PROBLEM TO SOLVE: The entries below must be copied exactly as they are.

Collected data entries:
==========
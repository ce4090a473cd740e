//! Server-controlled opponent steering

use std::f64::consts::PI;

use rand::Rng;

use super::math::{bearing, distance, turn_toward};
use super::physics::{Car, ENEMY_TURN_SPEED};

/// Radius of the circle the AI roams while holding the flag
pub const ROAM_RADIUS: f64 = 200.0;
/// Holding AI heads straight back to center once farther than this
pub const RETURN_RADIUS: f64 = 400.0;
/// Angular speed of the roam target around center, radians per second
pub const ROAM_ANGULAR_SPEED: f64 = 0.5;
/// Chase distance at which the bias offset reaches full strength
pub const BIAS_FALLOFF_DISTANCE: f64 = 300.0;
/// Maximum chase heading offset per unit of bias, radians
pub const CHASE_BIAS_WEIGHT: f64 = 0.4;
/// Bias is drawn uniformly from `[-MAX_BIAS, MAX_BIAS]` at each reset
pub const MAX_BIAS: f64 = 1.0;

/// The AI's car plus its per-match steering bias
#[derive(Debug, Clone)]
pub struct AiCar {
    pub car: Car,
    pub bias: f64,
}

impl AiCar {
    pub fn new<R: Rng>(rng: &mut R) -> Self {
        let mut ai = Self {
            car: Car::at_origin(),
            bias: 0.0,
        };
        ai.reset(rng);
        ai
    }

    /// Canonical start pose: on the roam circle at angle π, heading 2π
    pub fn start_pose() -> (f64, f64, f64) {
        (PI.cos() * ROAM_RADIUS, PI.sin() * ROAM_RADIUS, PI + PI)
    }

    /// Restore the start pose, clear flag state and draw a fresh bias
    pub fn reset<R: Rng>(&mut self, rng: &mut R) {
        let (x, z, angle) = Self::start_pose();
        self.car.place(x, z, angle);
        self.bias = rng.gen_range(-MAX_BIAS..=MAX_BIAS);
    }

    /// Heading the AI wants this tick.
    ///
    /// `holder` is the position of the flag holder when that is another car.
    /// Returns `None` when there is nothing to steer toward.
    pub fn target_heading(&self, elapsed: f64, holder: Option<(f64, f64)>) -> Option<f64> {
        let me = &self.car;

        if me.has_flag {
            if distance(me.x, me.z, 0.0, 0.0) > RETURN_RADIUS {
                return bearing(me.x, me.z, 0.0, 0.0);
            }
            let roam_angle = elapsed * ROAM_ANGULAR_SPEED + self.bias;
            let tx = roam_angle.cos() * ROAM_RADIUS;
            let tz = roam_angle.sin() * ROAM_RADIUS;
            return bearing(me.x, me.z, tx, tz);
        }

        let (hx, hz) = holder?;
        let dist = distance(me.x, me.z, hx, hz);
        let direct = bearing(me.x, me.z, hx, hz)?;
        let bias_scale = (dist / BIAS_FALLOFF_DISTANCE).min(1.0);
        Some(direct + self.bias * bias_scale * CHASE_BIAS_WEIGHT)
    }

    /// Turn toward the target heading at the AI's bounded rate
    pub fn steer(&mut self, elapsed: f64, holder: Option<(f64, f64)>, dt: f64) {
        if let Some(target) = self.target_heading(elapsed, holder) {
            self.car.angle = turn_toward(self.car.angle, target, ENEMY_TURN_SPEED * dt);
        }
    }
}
==========
EXERCISE RESPONSE:
repository ce4090a473cd740e
//! Server-controlled opponent steering

use std::f64::consts::PI;

use rand::Rng;

use super::math::{bearing, distance, turn_toward};
use super::physics::{Car, ENEMY_TURN_SPEED};

/// Radius of the circle the AI roams while holding the flag
pub const ROAM_RADIUS: f64 = 200.0;
/// Holding AI heads straight back to center once farther than this
pub const RETURN_RADIUS: f64 = 400.0;
/// Angular speed of the roam target around center, radians per second
pub const ROAM_ANGULAR_SPEED: f64 = 0.5;
/// Chase distance at which the bias offset reaches full strength
pub const BIAS_FALLOFF_DISTANCE: f64 = 300.0;
/// Maximum chase heading offset per unit of bias, radians
pub const CHASE_BIAS_WEIGHT: f64 = 0.4;
/// Bias is drawn uniformly from `[-MAX_BIAS, MAX_BIAS]` at each reset
pub const MAX_BIAS: f64 = 1.0;

/// The AI's car plus its per-match steering bias
#[derive(Debug, Clone)]
pub struct AiCar {
    pub car: Car,
    pub bias: f64,
}

impl AiCar {
    pub fn new<R: Rng>(rng: &mut R) -> Self {
        let mut ai = Self {
            car: Car::at_origin(),
            bias: 0.0,
        };
        ai.reset(rng);
        ai
    }

    /// Canonical start pose: on the roam circle at angle π, heading 2π
    pub fn start_pose() -> (f64, f64, f64) {
        (PI.cos() * ROAM_RADIUS, PI.sin() * ROAM_RADIUS, PI + PI)
    }

    /// Restore the start pose, clear flag state and draw a fresh bias
    pub fn reset<R: Rng>(&mut self, rng: &mut R) {
        let (x, z, angle) = Self::start_pose();
        self.car.place(x, z, angle);
        self.bias = rng.gen_range(-MAX_BIAS..=MAX_BIAS);
    }

    /// Heading the AI wants this tick.
    ///
    /// `holder` is the position of the flag holder when that is another car.
    /// Returns `None` when there is nothing to steer toward.
    pub fn target_heading(&self, elapsed: f64, holder: Option<(f64, f64)>) -> Option<f64> {
        let me = &self.car;

        if me.has_flag {
            if distance(me.x, me.z, 0.0, 0.0) > RETURN_RADIUS {
                return bearing(me.x, me.z, 0.0, 0.0);
            }
            let roam_angle = elapsed * ROAM_ANGULAR_SPEED + self.bias;
            let tx = roam_angle.cos() * ROAM_RADIUS;
            let tz = roam_angle.sin() * ROAM_RADIUS;
            return bearing(me.x, me.z, tx, tz);
        }

        let (hx, hz) = holder?;
        let dist = distance(me.x, me.z, hx, hz);
        let direct = bearing(me.x, me.z, hx, hz)?;
        let bias_scale = (dist / BIAS_FALLOFF_DISTANCE).min(1.0);
        Some(direct + self.bias * bias_scale * CHASE_BIAS_WEIGHT)
    }

    /// Turn toward the target heading at the AI's bounded rate
    pub fn steer(&mut self, elapsed: f64, holder: Option<(f64, f64)>, dt: f64) {
        if let Some(target) = self.target_heading(elapsed, holder) {
            self.car.angle = turn_toward(self.car.angle, target, ENEMY_TURN_SPEED * dt);
        }
    }
}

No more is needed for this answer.